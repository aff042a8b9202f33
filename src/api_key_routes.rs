// ABOUTME: HTTP route handlers for API key management and user self-service operations
// ABOUTME: Provides endpoints for trial key requests, API key status, and user API key management
//
// Licensed under either of Apache License, Version 2.0 or MIT License at your option.
// Copyright ©2025 Async-IO.org

//! HTTP routes for API key management

use anyhow::Result;
use chrono::{DateTime, Utc};
use serde::Serialize;

use crate::{
    api_keys::{
        ApiKeyManager, ApiKeyTier, ApiKeyUsageStats, CreateApiKeyRequest, CreateApiKeyRequestSimple,
    },
    auth::AuthResult,
    database::repositories::{ApiKeyRepository, UsageRepository},
    errors::AppError,
    mcp::resources::ServerResources,
};

/// Response containing list of API keys for a user
#[derive(Debug, Serialize)]
pub struct ApiKeyListResponse {
    /// Array of API key information objects
    pub api_keys: Vec<ApiKeyInfo>,
}

/// API key information excluding the secret key value
#[derive(Debug, Serialize)]
pub struct ApiKeyInfo {
    /// Unique API key identifier
    pub id: String,
    /// User-provided name for the key
    pub name: String,
    /// Optional description of the key's purpose
    pub description: Option<String>,
    /// API key tier (trial, pro, enterprise)
    pub tier: ApiKeyTier,
    /// First 8 characters of the key for identification
    pub key_prefix: String,
    /// Whether the key is active
    pub is_active: bool,
    /// When the key was last used
    pub last_used_at: Option<DateTime<Utc>>,
    /// When the key expires (if applicable)
    pub expires_at: Option<DateTime<Utc>>,
    /// When the key was created
    pub created_at: DateTime<Utc>,
}

/// Response after creating a new API key
#[derive(Debug, Serialize)]
pub struct ApiKeyCreateResponse {
    /// The full API key (only shown once)
    pub api_key: String,
    /// Metadata about the created key
    pub key_info: ApiKeyInfo,
    /// Security warning to store the key safely
    pub warning: String,
}

/// Response containing API key usage statistics
#[derive(Debug, Serialize)]
pub struct ApiKeyUsageResponse {
    /// Usage statistics for the API key
    pub stats: ApiKeyUsageStats,
}

/// Response after deactivating an API key
#[derive(Debug, Serialize)]
pub struct ApiKeyDeactivateResponse {
    /// Success message
    pub message: String,
    /// When the key was deactivated
    pub deactivated_at: DateTime<Utc>,
}

/// API Key management routes
#[derive(Clone)]
pub struct ApiKeyRoutes {
    /// Server resources including database
    resources: std::sync::Arc<ServerResources>,
    /// API key management logic
    api_key_manager: ApiKeyManager,
}

impl ApiKeyRoutes {
    /// Create a new API key routes handler
    #[must_use]
    pub const fn new(resources: std::sync::Arc<ServerResources>) -> Self {
        Self {
            api_key_manager: ApiKeyManager::new(),
            resources,
        }
    }

    /// Create a new API key with simplified rate limit approach
    ///
    /// # Errors
    ///
    /// Returns an error if:
    /// - Authentication fails
    /// - Database operations fail
    /// - API key creation fails
    pub async fn create_api_key_simple(
        &self,
        auth: &AuthResult,
        request: CreateApiKeyRequestSimple,
    ) -> Result<ApiKeyCreateResponse> {
        let user_id = auth.user_id;

        // Create the API key
        let (api_key, full_key) = self
            .api_key_manager
            .create_api_key_simple(user_id, request)?;

        // Store in database
        self.resources.database.api_keys().create(&api_key).await?;

        let key_info = ApiKeyInfo {
            id: api_key.id,
            name: api_key.name,
            description: api_key.description,
            tier: api_key.tier,
            key_prefix: api_key.key_prefix,
            is_active: api_key.is_active,
            last_used_at: api_key.last_used_at,
            expires_at: api_key.expires_at,
            created_at: api_key.created_at,
        };

        Ok(ApiKeyCreateResponse {
            api_key: full_key,
            key_info,
            warning: "Store this API key securely. It will not be shown again.".into(),
        })
    }

    /// Create a new API key (legacy method with tier)
    ///
    /// # Errors
    ///
    /// Returns an error if:
    /// - Authentication fails
    /// - Database operations fail
    /// - API key creation fails
    pub async fn create_api_key(
        &self,
        auth: &AuthResult,
        request: CreateApiKeyRequest,
    ) -> Result<ApiKeyCreateResponse> {
        let user_id = auth.user_id;

        // Create the API key
        let (api_key, full_key) = self.api_key_manager.create_api_key(user_id, request)?;

        // Store in database
        self.resources.database.api_keys().create(&api_key).await?;

        let key_info = ApiKeyInfo {
            id: api_key.id,
            name: api_key.name,
            description: api_key.description,
            tier: api_key.tier,
            key_prefix: api_key.key_prefix,
            is_active: api_key.is_active,
            last_used_at: api_key.last_used_at,
            expires_at: api_key.expires_at,
            created_at: api_key.created_at,
        };

        Ok(ApiKeyCreateResponse {
            api_key: full_key,
            key_info,
            warning: "Store this API key securely. It will not be shown again.".into(),
        })
    }

    /// List user's API keys
    ///
    /// # Errors
    ///
    /// Returns an error if:
    /// - Authentication fails
    /// - Database operations fail
    pub async fn list_api_keys(&self, auth: &AuthResult) -> Result<ApiKeyListResponse> {
        let user_id = auth.user_id;

        let api_keys = self
            .resources
            .database
            .api_keys()
            .list_by_user(user_id)
            .await?;

        let api_key_infos = api_keys
            .into_iter()
            .map(|key| ApiKeyInfo {
                id: key.id,
                name: key.name,
                description: key.description,
                tier: key.tier,
                key_prefix: key.key_prefix,
                is_active: key.is_active,
                last_used_at: key.last_used_at,
                expires_at: key.expires_at,
                created_at: key.created_at,
            })
            .collect();

        Ok(ApiKeyListResponse {
            api_keys: api_key_infos,
        })
    }

    /// Deactivate an API key
    ///
    /// # Errors
    ///
    /// Returns an error if:
    /// - Authentication fails
    /// - Database operations fail
    /// - API key not found or not owned by user
    pub async fn deactivate_api_key(
        &self,
        auth: &AuthResult,
        api_key_id: &str,
    ) -> Result<ApiKeyDeactivateResponse> {
        let user_id = auth.user_id;

        self.resources
            .database
            .api_keys()
            .deactivate(api_key_id, user_id)
            .await?;

        Ok(ApiKeyDeactivateResponse {
            message: format!("API key {api_key_id} has been deactivated"),
            deactivated_at: Utc::now(),
        })
    }

    /// Get API key usage statistics
    ///
    /// # Errors
    ///
    /// Returns an error if:
    /// - Authentication fails
    /// - Database operations fail
    /// - API key not found or not owned by user
    pub async fn get_api_key_usage(
        &self,
        auth: &AuthResult,
        api_key_id: &str,
        start_date: DateTime<Utc>,
        end_date: DateTime<Utc>,
    ) -> Result<ApiKeyUsageResponse> {
        let user_id = auth.user_id;

        // Verify the API key belongs to the user
        let user_keys = self
            .resources
            .database
            .api_keys()
            .list_by_user(user_id)
            .await?;
        if !user_keys.iter().any(|key| key.id == api_key_id) {
            return Err(AppError::not_found("API key not found or access denied").into());
        }

        let stats = self
            .resources
            .database
            .usage()
            .get_api_key_usage_stats(api_key_id, start_date, end_date)
            .await?;

        Ok(ApiKeyUsageResponse { stats })
    }

    /// Create a trial API key with default settings
    ///
    /// # Errors
    ///
    /// Returns an error if:
    /// - Authentication fails
    /// - User already has a trial key
    /// - Database operations fail
    /// - API key creation fails
    pub async fn create_trial_key(
        &self,
        auth: &AuthResult,
        name: String,
        description: Option<String>,
    ) -> Result<ApiKeyCreateResponse> {
        let user_id = auth.user_id;

        // Check if user already has a trial key
        let existing_keys = self
            .resources
            .database
            .api_keys()
            .list_by_user(user_id)
            .await?;
        let has_trial_key = existing_keys.iter().any(|k| k.tier == ApiKeyTier::Trial);

        if has_trial_key {
            return Err(AppError::invalid_input("User already has a trial API key").into());
        }

        // Create the trial key
        let (api_key, full_key) =
            self.api_key_manager
                .create_trial_key(user_id, name, description)?;

        // Store in database
        self.resources.database.api_keys().create(&api_key).await?;

        Ok(ApiKeyCreateResponse {
            api_key: full_key,
            key_info: ApiKeyInfo {
                id: api_key.id.clone(), // Safe: String ownership for API key info struct
                name: api_key.name,
                description: api_key.description,
                tier: api_key.tier,
                key_prefix: api_key.key_prefix,
                is_active: api_key.is_active,
                last_used_at: api_key.last_used_at,
                expires_at: api_key.expires_at,
                created_at: api_key.created_at,
            },
            warning: format!(
                "This is a trial API key that will expire on {}. Store it securely - it cannot be recovered once lost.",
                api_key.expires_at.map_or_else(|| "N/A".into(), |d| d.format("%Y-%m-%d").to_string())
            ),
        })
    }
}
// ABOUTME: Admin token system module organization and exports
// ABOUTME: Provides secure admin authentication for API key provisioning and user management
//
// Licensed under either of Apache License, Version 2.0 or MIT License at your option.
// Copyright ©2025 Async-IO.org
//! Admin Token System
//!
//! This module provides secure admin authentication for API key provisioning.
//! Admin services can authenticate using JWT tokens to provision, revoke, and
//! manage API keys for users.

/// Admin authentication service
pub mod auth;
/// JWKS (JSON Web Key Set) management for RS256 JWT
pub mod jwks;
/// JWT token generation and validation for admin auth
pub mod jwt;
/// Admin system data models and permissions
pub mod models;

// Admin authentication service
/// Admin authentication middleware for Axum
pub use auth::middleware;
pub use auth::AdminAuthService;

// JWT token management for admin authentication

/// Admin JWT token manager
pub use jwt::AdminJwtManager;
/// Token generation configuration
pub use jwt::TokenGenerationConfig;

// JWKS (JSON Web Key Set) management for asymmetric JWT

/// JSON Web Key representation
pub use jwks::JsonWebKey;
/// JSON Web Key Set container
pub use jwks::JsonWebKeySet;
/// JWKS manager for key rotation
pub use jwks::JwksManager;
/// RSA key pair for JWT signing
pub use jwks::RsaKeyPair;

// Admin system data models and permissions

/// Admin action enumeration
pub use models::AdminAction;
/// Individual admin permission
pub use models::AdminPermission;
/// Set of admin permissions
pub use models::AdminPermissions;
/// Admin token with metadata
pub use models::AdminToken;
/// Admin token usage tracking
pub use models::AdminTokenUsage;
/// Request to provision API key
pub use models::ApiKeyProvisionRequest;
/// Request to create admin token
pub use models::CreateAdminTokenRequest;
/// Generated admin token response
pub use models::GeneratedAdminToken;
/// Provisioned API key response
pub use models::ProvisionedApiKey;
/// Rate limit period configuration
pub use models::RateLimitPeriod;
/// Validated admin token
pub use models::ValidatedAdminToken;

::::::

Within the records above, find every line holding the word "ABOUTME" and give the total as a bare number.

--- COMPLETED TASK ---
4